Work instruction:
From the records below, output exactly the lines running from the line containing "pub enum Icon" through the line containing "21v-2a4 4 0", and no others.

Available data:

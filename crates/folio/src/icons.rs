//! Inline SVG icon set
//!
//! Every icon is a 24x24 stroke drawing. [`svg`] produces the sized
//! standalone form used in the primary navigation; [`inline`] produces the
//! smaller form that sits inside a sidebar section heading.

use serde::{Deserialize, Serialize};

/// Named icons available to navigation entries and section headings.
#[derive(Debug, Clone, Copy, PartialEq, Eq, Hash, Serialize, Deserialize)]
#[serde(rename_all = "kebab-case")]
pub enum Icon {
    /// House
    Home,
    /// Person silhouette
    About,
    /// Folder
    Projects,
    /// Star
    Hobbies,
    /// Bookmark ribbon
    Bookmarks,
    /// Monitor on a stand
    Workspace,
    /// Document with lines
    Cv,
    /// GitHub mark
    Github,
    /// Checked square
    Tryhackme,
    /// Stacked layers
    Hackerrank,
    /// Roadmap milestones
    Roadmap,
    /// LinkedIn mark
    Linkedin,
    /// X mark
    X,
    /// Camera outline
    Instagram,
    /// Reddit mark
    Reddit,
    /// Arrow leaving the page
    External,
    /// Laptop
    Laptop,
    /// Two overlapping squares
    Accessories,
    /// Watch face with strap
    Watch,
    /// Checked box
    Practice,
    /// Wrench
    Tools,
}

impl Icon {
    /// SVG body (paths and shapes) for this icon.
    pub fn path(self) -> &'static str {
        match self {
            Icon::Home => r#"<path d="M3 9l9-7 9 7v11a2 2 0 0 1-2 2H5a2 2 0 0 1-2-2z"></path><polyline points="9 22 9 12 15 12 15 22"></polyline>"#,
            Icon::About => r#"<path d="M20 21v-2a4 4 0 0 0-4-4H8a4 4 0 0 0-4 4v2"></path><circle cx="12" cy="7" r="4"></circle>"#,
            Icon::Projects => r#"<path d="M22 19a2 2 0 0 1-2 2H4a2 2 0 0 1-2-2V5a2 2 0 0 1 2-2h5l2 3h9a2 2 0 0 1 2 2z"></path>"#,
            Icon::Hobbies => r#"<polygon points="12 2 15.09 8.26 22 9.27 17 14.14 18.18 21.02 12 17.77 5.82 21.02 7 14.14 2 9.27 8.91 8.26 12 2"></polygon>"#,
            Icon::Bookmarks => r#"<path d="M19 21l-7-5-7 5V5a2 2 0 0 1 2-2h10a2 2 0 0 1 2 2z"></path>"#,
            Icon::Workspace => r#"<rect x="2" y="3" width="20" height="14" rx="2" ry="2"></rect><line x1="8" y1="21" x2="16" y2="21"></line><line x1="12" y1="17" x2="12" y2="21"></line>"#,
            Icon::Cv => r#"<path d="M14 2H6a2 2 0 0 0-2 2v16a2 2 0 0 0 2 2h12a2 2 0 0 0 2-2V8z"></path><polyline points="14 2 14 8 20 8"></polyline><line x1="16" y1="13" x2="8" y2="13"></line><line x1="16" y1="17" x2="8" y2="17"></line><polyline points="10 9 9 9 8 9"></polyline>"#,
            Icon::Github => r#"<path d="M9 19c-5 1.5-5-2.5-7-3m14 6v-3.87a3.37 3.37 0 0 0-.94-2.61c3.14-.35 6.44-1.54 6.44-7A5.44 5.44 0 0 0 20 4.77 5.07 5.07 0 0 0 19.91 1S18.73.65 16 2.48a13.38 13.38 0 0 0-7 0C6.27.65 5.09 1 5.09 1A5.07 5.07 0 0 0 5 4.77a5.44 5.44 0 0 0-1.5 3.78c0 5.42 3.3 6.61 6.44 7A3.37 3.37 0 0 0 9 18.13V22"></path>"#,
            Icon::Tryhackme => r#"<rect x="3" y="3" width="18" height="18" rx="2" ry="2"></rect><path d="M9 12l2 2 4-4"></path>"#,
            Icon::Hackerrank => r#"<polygon points="12 2 2 7 12 12 22 7 12 2"></polygon><polyline points="2 17 12 22 22 17"></polyline><polyline points="2 12 12 17 22 12"></polyline>"#,
            Icon::Roadmap => r#"<line x1="12" y1="2" x2="12" y2="22"></line><rect x="4" y="5" width="7" height="4" rx="1"></rect><rect x="13" y="9" width="7" height="4" rx="1"></rect><rect x="4" y="15" width="7" height="4" rx="1"></rect>"#,
            Icon::Linkedin => r#"<path d="M16 8a6 6 0 0 1 6 6v7h-4v-7a2 2 0 0 0-2-2 2 2 0 0 0-2 2v7h-4v-7a6 6 0 0 1 6-6z"></path><rect x="2" y="9" width="4" height="12"></rect><circle cx="4" cy="4" r="2"></circle>"#,
            Icon::X => r#"<path d="M4 4l11.733 16h4.267l-11.733 -16z"></path><path d="M4 20l6.768 -6.768m2.46 -2.46l6.772 -6.772"></path>"#,
            Icon::Instagram => r#"<rect x="2" y="2" width="20" height="20" rx="5" ry="5"></rect><path d="M16 11.37A4 4 0 1 1 12.63 8 4 4 0 0 1 16 11.37z"></path><line x1="17.5" y1="6.5" x2="17.51" y2="6.5"></line>"#,
            Icon::Reddit => r#"<circle cx="12" cy="13" r="7"></circle><circle cx="18.5" cy="4.5" r="1.5"></circle><path d="M12 6l1.5-4 5 1"></path><circle cx="9.5" cy="12.5" r="1"></circle><circle cx="14.5" cy="12.5" r="1"></circle><path d="M9.5 16c1.5 1 3.5 1 5 0"></path>"#,
            Icon::External => r#"<line x1="7" y1="17" x2="17" y2="7"></line><polyline points="7 7 17 7 17 17"></polyline>"#,
            Icon::Laptop => r#"<path d="M20 16V7a2 2 0 0 0-2-2H6a2 2 0 0 0-2 2v9m16 0H4m16 0 1.28 2.55a1 1 0 0 1-.9 1.45H3.62a1 1 0 0 1-.9-1.45L4 16"></path>"#,
            Icon::Accessories => r#"<rect x="9" y="9" width="13" height="13" rx="2" ry="2"></rect><path d="M5 15H4a2 2 0 0 1-2-2V4a2 2 0 0 1 2-2h9a2 2 0 0 1 2 2v1"></path>"#,
            Icon::Watch => r#"<circle cx="12" cy="12" r="7"></circle><polyline points="12 9 12 12 13.5 13.5"></polyline><path d="M16.51 17.35l-.35 3.83a2 2 0 0 1-2 1.82H9.83a2 2 0 0 1-2-1.82l-.35-3.83m.01-10.7l.35-3.83A2 2 0 0 1 9.83 1h4.35a2 2 0 0 1 2 1.82l.35 3.83"></path>"#,
            Icon::Practice => r#"<polyline points="9 11 12 14 22 4"></polyline><path d="M21 12v7a2 2 0 0 1-2 2H5a2 2 0 0 1-2-2V5a2 2 0 0 1 2-2h11"></path>"#,
            Icon::Tools => r#"<path d="M14.7 6.3a1 1 0 0 0 0 1.4l1.6 1.6a1 1 0 0 0 1.4 0l3.77-3.77a6 6 0 0 1-7.94 7.94l-6.91 6.91a2.12 2.12 0 0 1-3-3l6.91-6.91a6 6 0 0 1 7.94-7.94l-3.76 3.76z"></path>"#,
        }
    }
}

/// Standalone icon at `size` pixels.
pub fn svg(icon: Icon, size: u32) -> String {
    format!(
        r#"<svg xmlns="http://www.w3.org/2000/svg" width="{size}" height="{size}" viewBox="0 0 24 24" fill="none" stroke="currentColor" stroke-width="2" stroke-linecap="round" stroke-linejoin="round">{}</svg>"#,
        icon.path()
    )
}

/// 16px icon styled to sit in front of a section heading label.
pub fn inline(icon: Icon) -> String {
    format!(
        r#"<svg xmlns="http://www.w3.org/2000/svg" width="16" height="16" viewBox="0 0 24 24" fill="none" stroke="currentColor" stroke-width="2" stroke-linecap="round" stroke-linejoin="round" style="display: inline-block; vertical-align: middle; margin-right: 6px;">{}</svg>"#,
        icon.path()
    )
}

#[cfg(test)]
mod tests {
    use super::*;

    #[test]
    fn test_svg_uses_requested_size() {
        let out = svg(Icon::External, 12);
        assert!(out.contains(r#"width="12" height="12""#));
        assert!(out.ends_with("</svg>"));
    }

    #[test]
    fn test_inline_icon_is_styled() {
        let out = inline(Icon::Watch);
        assert!(out.contains("margin-right: 6px"));
        assert!(out.contains(Icon::Watch.path()));
    }

    #[test]
    fn test_icon_names_deserialize_kebab_case() {
        let icon: Icon = serde_json::from_str("\"tryhackme\"").unwrap();
        assert_eq!(icon, Icon::Tryhackme);
        let icon: Icon = serde_json::from_str("\"cv\"").unwrap();
        assert_eq!(icon, Icon::Cv);
    }
}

Answer to this exercise:
pub enum Icon {
    /// House
    Home,
    /// Person silhouette
    About,
    /// Folder
    Projects,
    /// Star
    Hobbies,
    /// Bookmark ribbon
    Bookmarks,
    /// Monitor on a stand
    Workspace,
    /// Document with lines
    Cv,
    /// GitHub mark
    Github,
    /// Checked square
    Tryhackme,
    /// Stacked layers
    Hackerrank,
    /// Roadmap milestones
    Roadmap,
    /// LinkedIn mark
    Linkedin,
    /// X mark
    X,
    /// Camera outline
    Instagram,
    /// Reddit mark
    Reddit,
    /// Arrow leaving the page
    External,
    /// Laptop
    Laptop,
    /// Two overlapping squares
    Accessories,
    /// Watch face with strap
    Watch,
    /// Checked box
    Practice,
    /// Wrench
    Tools,
}

impl Icon {
    /// SVG body (paths and shapes) for this icon.
    pub fn path(self) -> &'static str {
        match self {
            Icon::Home => r#"<path d="M3 9l9-7 9 7v11a2 2 0 0 1-2 2H5a2 2 0 0 1-2-2z"></path><polyline points="9 22 9 12 15 12 15 22"></polyline>"#,
            Icon::About => r#"<path d="M20 21v-2a4 4 0 0 0-4-4H8a4 4 0 0 0-4 4v2"></path><circle cx="12" cy="7" r="4"></circle>"#,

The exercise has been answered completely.